Ce glissement se retrouve au niveau des équipements qui abritent les fonctions d’accompagnement, de nombreuses maisons des associations rajoutant depuis quelques années l’épithète « vie citoyenne » ou « citoyenneté » dans leur dénomination. Au-delà des cadres institutionnels, ces évolutions se retrouvent dans l’action même des accompagnateurs. Une pratique de plus en plus répandue est l’accompagnement de projets collectifs, ou informels, hors cadre associatif, qui trouvent un appui auprès des accompagnateurs dans leur capacité à les aider à structurer un projet, à activer des ressources du territoire (lieu, matériel…) ou à s’articuler avec des partenaires. Ces collectifs trouvent parfois leur naissance au sein de dispositifs de démocratie participative, soit à l’occasion d’un appel à projet de type « budget participatif » ou « fonds de participation des habitants », soit au sein d’un conseil ou d’une instance participative impulsée par la collectivité pour faire émerger des paroles d’habitants. Certaines structures d’accompagnement effectuent le portage administratif ou financier du projet pour éviter au collectif de passer par la création d’association en assurant le paiement des factures ou encore la couverture assurancielle de l’activité. Ces dynamiques sont parfois amenées à se structurer en association pour aller plus loin, sans que ce soit systématique. Un autre fait significatif que nous observons est la mobilisation par des collectivités d’une structure d’accompagnement pour animer un conseil citoyen, ou autre instance participative, l’accompagnateur étant perçu comme capable de faciliter la naissance et la vie du groupe et de faire la médiation entre habitants et collectivité jusqu’à créer une culture de travail commune.

 

Et du côté des coopérations territoriales

La deuxième mutation que nous observons relève des dynamiques territoriales de coopération entre une pluralité d’acteurs d’horizons différents. Le secteur associatif n’est pas en reste dans le portage de cet enjeu et dans la valorisation de ses pratiques. Assez naturellement les coopérations inter-associatives sont nombreuses, parfois facilitées par une proximité géographique (à l’échelle d’un même quartier) ou thématique (culture…), et souvent initiée grâce à des actions de structures de développement local qui exercent une fonction d’animation inter-associative et provoquent des rencontres entre responsables associatifs. Ces structures peuvent être tant des acteurs du champ social, pas forcément spécialisés en Vie Associative, mais qui dans leur ancrage local ont une forte interaction avec des associations, que des acteurs de l’accompagnement associatif vers qui se tournent les associations tout au long de l’année pour les services de formation et conseil. Cette logique de coopération s’étend aussi à la relation entre associations et collectivités au point qu’on parle de plus en plus de co-construction de politiques publiques, comme le montrait en 2018 la recherche-action que Laurent Fraisse [1]https://www.rnma.fr/ressources/la-co-construction-de-l-action-publique-definition-enjeux-discours-et-pratiquesmenait sur le sujet en lien avec plusieurs têtes de réseau associatives et ESS. A l’échelle municipale, à travers l’aboutissement d’une Charte d’engagement réciproque ou encore le montage d’un Conseil Local de la Vie Associative[2]https://www.rnma.fr/les_ressources?tagged_with=CLVA, les travaux du RNMA ont montré que ce dialogue se retrouve facilité par un tiers médiateur, et que cette fonction est fréquemment assumée par un accompagnateur de la vie associative. En effet, ce dernier dispose d’une compréhension à la fois des enjeux associatifs et du fonctionnement de la collectivité et se retrouve en capacité d’accompagner le cheminement collectif pour que s’installe le langage commun et la confiance mutuelle, puis s’enclenche la coopération pérenne. Sur ce point nous rejoignons une logique évoquée dans le chapitre précédent relatif à la démocratie participative.
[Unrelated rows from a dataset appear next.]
//! Axum-based HTTP channel.
//!
//! Implements [`Channel`]: `run()` drives the axum event loop and the
//! [`CancellationToken`] is wired to axum's graceful shutdown.
//!
//! ## URL layout
//!
//! ```text
//! POST /chat      {"message": "...", "session_id": "..."?}
//! GET  /health
//! ```

mod api;

use std::sync::Arc;

use axum::{Router, routing::{get, post}};
use tokio::net::TcpListener;
use tokio_util::sync::CancellationToken;
use tracing::info;

use crate::chat::ChatService;
use crate::error::AppError;

use super::{Channel, ChannelFuture};

// ── Shared request state ──────────────────────────────────────────────────────

/// Axum router state injected into every handler via [`axum::extract::State`].
///
/// Cheap to clone — all fields are reference-counted.
#[derive(Clone)]
pub(crate) struct AxumState {
    /// Channel identifier used in log spans.
    pub channel_id: Arc<str>,
    pub chat: Arc<ChatService>,
}

// ── AxumChannel ───────────────────────────────────────────────────────────────

pub struct AxumChannel {
    channel_id: String,
    bind_addr: String,
    chat: Arc<ChatService>,
}

impl AxumChannel {
    pub fn new(
        channel_id: impl Into<String>,
        bind_addr: impl Into<String>,
        chat: Arc<ChatService>,
    ) -> Self {
        Self {
            channel_id: channel_id.into(),
            bind_addr: bind_addr.into(),
            chat,
        }
    }
}

impl Channel for AxumChannel {
    fn id(&self) -> &str {
        &self.channel_id
    }

    fn run(self: Box<Self>, shutdown: CancellationToken) -> ChannelFuture {
        Box::pin(run_axum(self.channel_id, self.bind_addr, self.chat, shutdown))
    }
}

// ── Server loop ───────────────────────────────────────────────────────────────

async fn run_axum(
    channel_id: String,
    bind_addr: String,
    chat: Arc<ChatService>,
    shutdown: CancellationToken,
) -> Result<(), AppError> {
    let router = build_router(&channel_id, chat);

    let listener = TcpListener::bind(&bind_addr)
        .await
        .map_err(|e| AppError::Comms(format!("axum bind failed on {bind_addr}: {e}")))?;

    info!(%channel_id, %bind_addr, "axum channel listening");

    axum::serve(listener, router)
        .with_graceful_shutdown(async move { shutdown.cancelled().await })
        .await
        .map_err(|e| AppError::Comms(format!("axum server error: {e}")))?;

    info!(%channel_id, "axum channel shut down");
    Ok(())
}

// ── Router ────────────────────────────────────────────────────────────────────

/// Build the HTTP router over `chat`. Public so tests can drive it directly.
pub fn build_router(channel_id: &str, chat: Arc<ChatService>) -> Router {
    let state = AxumState { channel_id: Arc::from(channel_id), chat };
    Router::new()
        .route("/chat",   post(api::chat))
        .route("/health", get(api::health))
        .with_state(state)
}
Si nous nous représentons les types de coopération de manière concentrique, nous pouvons dire que l’accompagnateur de la vie associative locale agit naturellement au centre pour stimuler la coopération inter-associative, nous dirons que c’est plutôt évident dans cet « entre-soi ». Autour, faisant un premier pas de côté, se situe le cercle partenarial historique composé des pouvoirs publics avec lequel l’accompagnateur développe de plus en plus d’espaces de co-construction. Enfin vient une 3ème zone, plus éloignée de la zone de confort initiale, composée d’acteurs avec qui les associations entretiennent des liens beaucoup moins fréquents : la sphère économique et académique.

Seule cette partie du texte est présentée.